MCU Battle Moves On To New Ground

Arguments over rival implementations of neural networking capability in MCUs have not yet burst into the open, simply because so few manufacturers have meaningfully addressed the market need for effective machine learning (ML) capability in endpoint IoT devices.

The giants of the MCU market have by and large preferred to enhance existing portfolios by adding ML features to their software development kits (SDK), while maintaining largely unchanged legacy silicon IP. This IP in nearly all cases is anchored in older generations of the Cortex-M CPU architecture from Arm to execute the ML workload, while in rare cases a proprietary neural networking co-processor is employed.

On top of that, traditional internal memory implementations are being used that are undersized, over-shared, and not placed in proper proximity to neural processing activity to resolve ML inferences at the desired rate and power consumption. When forced to use off-chip memory, the system cost, size and power consumption go up while the level of security goes down.

 

Optimized NPU Hardware is Vital

This position is not going to hold. Practical experience is showing MCU users that neural networking operations map poorly on to control-oriented RISC CPUs at the heart of a traditional MCUs. To stay within the power budget and to meet performance requirements, an MCU for endpoint applications needs NPU hardware optimized for multiply accumulate (MAC) operations that are the bread and butter of neural networking applications, and connected to memory with extremely high bandwidth.

The table in Figure 2 highlights the case in point. Let’s examine Alif Semiconductor’s Ensemble MCU family. The MCUs employ the contemporary Cortex-M55 CPU core, which includes the Single Instruction-Multiple Data (SIMD) vector processing extension called Helium, paired with an Ethos-U55 NPU co-processor. In fact, many Ensemble MCUs use two pairs of Cortex-M55 CPU+Ethos-U55 NPU, but more on that later.

 

Benchmark tests show the superior performance and efficiency uplift when using an NPU to accelerate common ML workloads.
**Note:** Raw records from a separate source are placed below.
//! Pattern parsing.
//!
//! Patterns are parsed with `regex-syntax` (Perl dialect) and lowered into
//! [`Node`] trees. The parser's AST keeps the operator kinds generation
//! cares about (`*` versus `{0,}`, `.` versus an explicit class), while its
//! translator supplies the flattened ranges of character classes.

use crate::node::Node;
use crate::range::{Interval, RangeSet};
use regex_syntax::ast::parse::ParserBuilder;
use regex_syntax::ast::{
    self, AssertionKind, Ast, Flag, FlagsItemKind, GroupKind, RepetitionKind, RepetitionRange,
};
use regex_syntax::hir::translate::TranslatorBuilder;
use regex_syntax::hir::{Class, HirKind};

/// Largest repetition count accepted, alone or multiplied through nesting.
pub const MAX_REPEAT: u32 = 1000;

/// Error returned when a pattern cannot be parsed.
#[derive(Debug, thiserror::Error)]
pub enum PatternError {
    /// The parser rejected the pattern
    #[error(transparent)]
    Syntax(#[from] regex_syntax::Error),

    /// A repetition count, or the product of nested counts, exceeds [`MAX_REPEAT`]
    #[error("invalid repeat count: `{span}`")]
    RepeatTooLarge { span: String },
}

/// Parse `pattern` into a node tree.
///
/// The whole pattern is also run through the translator once, so errors
/// that only show up there (unknown Unicode classes, classes that could
/// match invalid UTF-8) are reported here rather than ignored.
pub fn parse(pattern: &str) -> Result<Node, PatternError> {
    let ast = ParserBuilder::new()
        .build()
        .parse(pattern)
        .map_err(regex_syntax::Error::from)?;
    TranslatorBuilder::new()
        .build()
        .translate(pattern, &ast)
        .map_err(regex_syntax::Error::from)?;

    Lowerer::new(pattern).lower(&ast)
}

/// Flags that change how the AST is lowered.
#[derive(Debug, Clone, Copy)]
struct Flags {
    case_insensitive: bool,
    multi_line: bool,
    dot_matches_new_line: bool,
    unicode: bool,
}

impl Default for Flags {
    fn default() -> Self {
        Self {
            case_insensitive: false,
            multi_line: false,
            dot_matches_new_line: false,
            unicode: true,
        }
    }
}

impl Flags {
    fn apply(&mut self, flags: &ast::Flags) {
        let mut enable = true;
        for item in &flags.items {
            match item.kind {
                FlagsItemKind::Negation => enable = false,
                FlagsItemKind::Flag(Flag::CaseInsensitive) => self.case_insensitive = enable,
                FlagsItemKind::Flag(Flag::MultiLine) => self.multi_line = enable,
                FlagsItemKind::Flag(Flag::DotMatchesNewLine) => self.dot_matches_new_line = enable,
                FlagsItemKind::Flag(Flag::Unicode) => self.unicode = enable,
                // Greediness, CRLF mode and verbose mode do not affect output.
                FlagsItemKind::Flag(_) => {}
            }
        }
    }
}

/// Walks the AST depth-first, left to right, tracking flags the way the
/// translator does: set flags hold until the end of the enclosing group.
struct Lowerer<'p> {
    pattern: &'p str,
    flags: Flags,
}

impl<'p> Lowerer<'p> {
    fn new(pattern: &'p str) -> Self {
        Self {
            pattern,
            flags: Flags::default(),
        }
    }

    fn lower(&mut self, ast: &Ast) -> Result<Node, PatternError> {
        match ast {
            Ast::Empty(_) => Ok(Node::EmptyMatch),
            Ast::Flags(set) => {
                self.flags.apply(&set.flags);
                Ok(Node::EmptyMatch)
            }
            // Kept verbatim under `(?i)`: the written casing always matches.
            Ast::Literal(lit) => Ok(Node::Literal(lit.c.to_string())),
            Ast::Dot(_) => Ok(if self.flags.dot_matches_new_line {
                Node::AnyChar
            } else {
                Node::AnyCharNotNewline
            }),
            Ast::Assertion(assertion) => Ok(self.assertion(&assertion.kind)),
            Ast::ClassUnicode(_) | Ast::ClassPerl(_) | Ast::ClassBracketed(_) => {
                self.translate_leaf(ast)
            }
            Ast::Repetition(rep) => {
                let subs = vec![self.lower(&rep.ast)?];
                Ok(match &rep.op.kind {
                    RepetitionKind::ZeroOrOne => Node::Quest(subs),
                    RepetitionKind::ZeroOrMore => Node::Star(subs),
                    RepetitionKind::OneOrMore => Node::Plus(subs),
                    RepetitionKind::Range(range) => {
                        let (min, max) = match *range {
                            RepetitionRange::Exactly(n) => (n, Some(n)),
                            RepetitionRange::AtLeast(n) => (n, None),
                            RepetitionRange::Bounded(m, n) => (m, Some(n)),
                        };
                        let node = Node::Repeat { min, max, subs };
                        let largest = max.unwrap_or(min).max(min);
                        if largest > MAX_REPEAT
                            || (largest >= 2 && !repeat_fits(&node, MAX_REPEAT))
                        {
                            let span = &self.pattern[rep.span.start.offset..rep.span.end.offset];
                            return Err(PatternError::RepeatTooLarge {
                                span: span.to_string(),
                            });
                        }
                        node
                    }
                })
            }
            Ast::Group(group) => {
                let saved = self.flags;
                let node = match &group.kind {
                    GroupKind::CaptureIndex(index) => Node::Capture {
                        index: *index,
                        name: None,
                        sub: Box::new(self.lower(&group.ast)?),
                    },
                    GroupKind::CaptureName { name, .. } => Node::Capture {
                        index: name.index,
                        name: Some(name.name.clone()),
                        sub: Box::new(self.lower(&group.ast)?),
                    },
                    GroupKind::NonCapturing(flags) => {
                        self.flags.apply(flags);
                        self.lower(&group.ast)?
                    }
                };
                self.flags = saved;
                Ok(node)
            }
            Ast::Alternation(alt) => {
                let subs = alt
                    .asts
                    .iter()
                    .map(|ast| self.lower(ast))
                    .collect::<Result<Vec<_>, _>>()?;
                Ok(Node::Alternate(subs))
            }
            Ast::Concat(concat) => {
                let mut subs: Vec<Node> = Vec::with_capacity(concat.asts.len());
                for ast in &concat.asts {
                    match self.lower(ast)? {
                        Node::EmptyMatch => {}
                        Node::Literal(run) => match subs.last_mut() {
                            Some(Node::Literal(prev)) => prev.push_str(&run),
                            _ => subs.push(Node::Literal(run)),
                        },
                        node => subs.push(node),
                    }
                }
                if subs.len() <= 1 {
                    Ok(subs.pop().unwrap_or(Node::EmptyMatch))
                } else {
                    Ok(Node::Concat(subs))
                }
            }
        }
    }

    fn assertion(&self, kind: &AssertionKind) -> Node {
        match kind {
            AssertionKind::StartLine if self.flags.multi_line => Node::BeginLine,
            AssertionKind::StartLine | AssertionKind::StartText => Node::BeginText,
            AssertionKind::EndLine if self.flags.multi_line => Node::EndLine,
            AssertionKind::EndLine | AssertionKind::EndText => Node::EndText,
            AssertionKind::WordBoundary => Node::WordBoundary,
            AssertionKind::NotWordBoundary => Node::NoWordBoundary,
            // \b{start}, \b{end}, \<, \> and the half boundaries.
            _ => Node::WordBoundary,
        }
    }

    /// Translate a single class under the current flags and turn the result
    /// into a leaf node. A class holding one character comes back as a
    /// literal.
    fn translate_leaf(&self, ast: &Ast) -> Result<Node, PatternError> {
        let hir = TranslatorBuilder::new()
            .case_insensitive(self.flags.case_insensitive)
            .unicode(self.flags.unicode)
            .build()
            .translate(self.pattern, ast)
            .map_err(regex_syntax::Error::from)?;

        let set: RangeSet = match hir.kind() {
            HirKind::Literal(lit) => {
                return Ok(Node::Literal(String::from_utf8_lossy(&lit.0).into_owned()))
            }
            HirKind::Class(Class::Unicode(class)) => class
                .iter()
                .map(|range| Interval::new(range.start(), range.end()))
                .collect(),
            HirKind::Class(Class::Bytes(class)) => class
                .iter()
                .map(|range| Interval::new(char::from(range.start()), char::from(range.end())))
                .collect(),
            _ => return Ok(Node::EmptyMatch),
        };

        if set.is_empty() {
            Ok(Node::NoMatch)
        } else {
            Ok(Node::Class(set))
        }
    }
}

/// Whether the counts of nested repetitions multiply to at most `budget`.
///
/// Each repeat divides the budget by its largest count before its
/// children are checked, so `(a{1000}){1000}` fails while `(a{10}){10}`
/// passes.
fn repeat_fits(node: &Node, budget: u32) -> bool {
    let mut budget = budget;
    if let Node::Repeat { min, max, .. } = node {
        let largest = max.unwrap_or(*min);
        if largest > budget {
            return false;
        }
        if largest > 0 {
            budget /= largest;
        }
    }
    node.children().iter().all(|child| repeat_fits(child, budget))
}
Figure 2. Benchmark tests show the superior performance and efficiency uplift when using an NPU to accelerate common ML workloads. See Figure 2 footnotes at the end of the article. (Click image to enlarge)

 

The table shows you metrics for a single ML inference for four different trained ML models running on an Ensemble MCU representing keyword spotting, object detection, image classification, and speech recognition. Moving left to right, the green area indicates when the ML model workload is being executed using all the available hardware acceleration—the Ethos-U55 NPU plus the Cortex-M55 CPU while using its SIMD vector instruction set. 

The yellow area shows these metrics again after removing help from the Ethos-U55 NPU. The blue area shows the metrics while CPU-bound, meaning no hardware assistance, just the CPU alone. 

Finally, relative performance improvements are shown at the right side with the green area highlighting the performance uplift contributed by using all available acceleration compared to the CPU with SIMD; the yellow highlighting uplift contributed by the CPU with SIMD vs just the CPU without SIMD; and finally the blue showing uplift contributed by full acceleration vs no acceleration.

 

A Look At The Comparisons

Referring again to the table in Figure 2 above, Here's what can be learned from these comparisons:

  • Blue Areas—An embedded CPU on its own will struggle with meaningful ML workloads because inferences derived from the highly parallel ML network must be resolved in a serial fashion, taking excessive time while consuming a lot of energy. The Cortex-M55 is among the best embedded CPU architectures and puts up good numbers that are already on the order of 5x better for ML workloads than previous generations of Cortex-M CPU cores. However, even as good as the Cortex-M55 is, look at the excellent additional performance uplift shown in the far right blue area, exceeding or approaching a two orders of magnitude uplift when using full acceleration vs the CPU only. And if you consider that Cortex-M55 already performs around five times better than other widely used Cortex-M architectures, you can generally multiply these gains again by 5x. For speech recognition that is around 800x faster and 400x less energy per inference.
  • Yellow Areas—Bringing SIMD-based vectorized math capabilities to the MCU space affords substantial performance and power improvements compared to just the CPU alone, because it allows for more parallel processing. The Helium M-Profile Vector Extension (MVE) was ushered into this space with the Cortex-M55 CPU Armv8.1-M architecture.
  • Green Areas—Here is where a dedicated NPU co-processor shines. The ML workload is split by the compiler between the NPU and the CPU, with typically 95% or more of the ML workload landing on the NPU, depending on the ML model. The NPU generates inferences extremely fast and efficiently by performing MAC operations in hardware in a massively parallel fashion. As an important side benefit, while the NPU is working, the CPU can go to sleep to save energy or perform other tasks.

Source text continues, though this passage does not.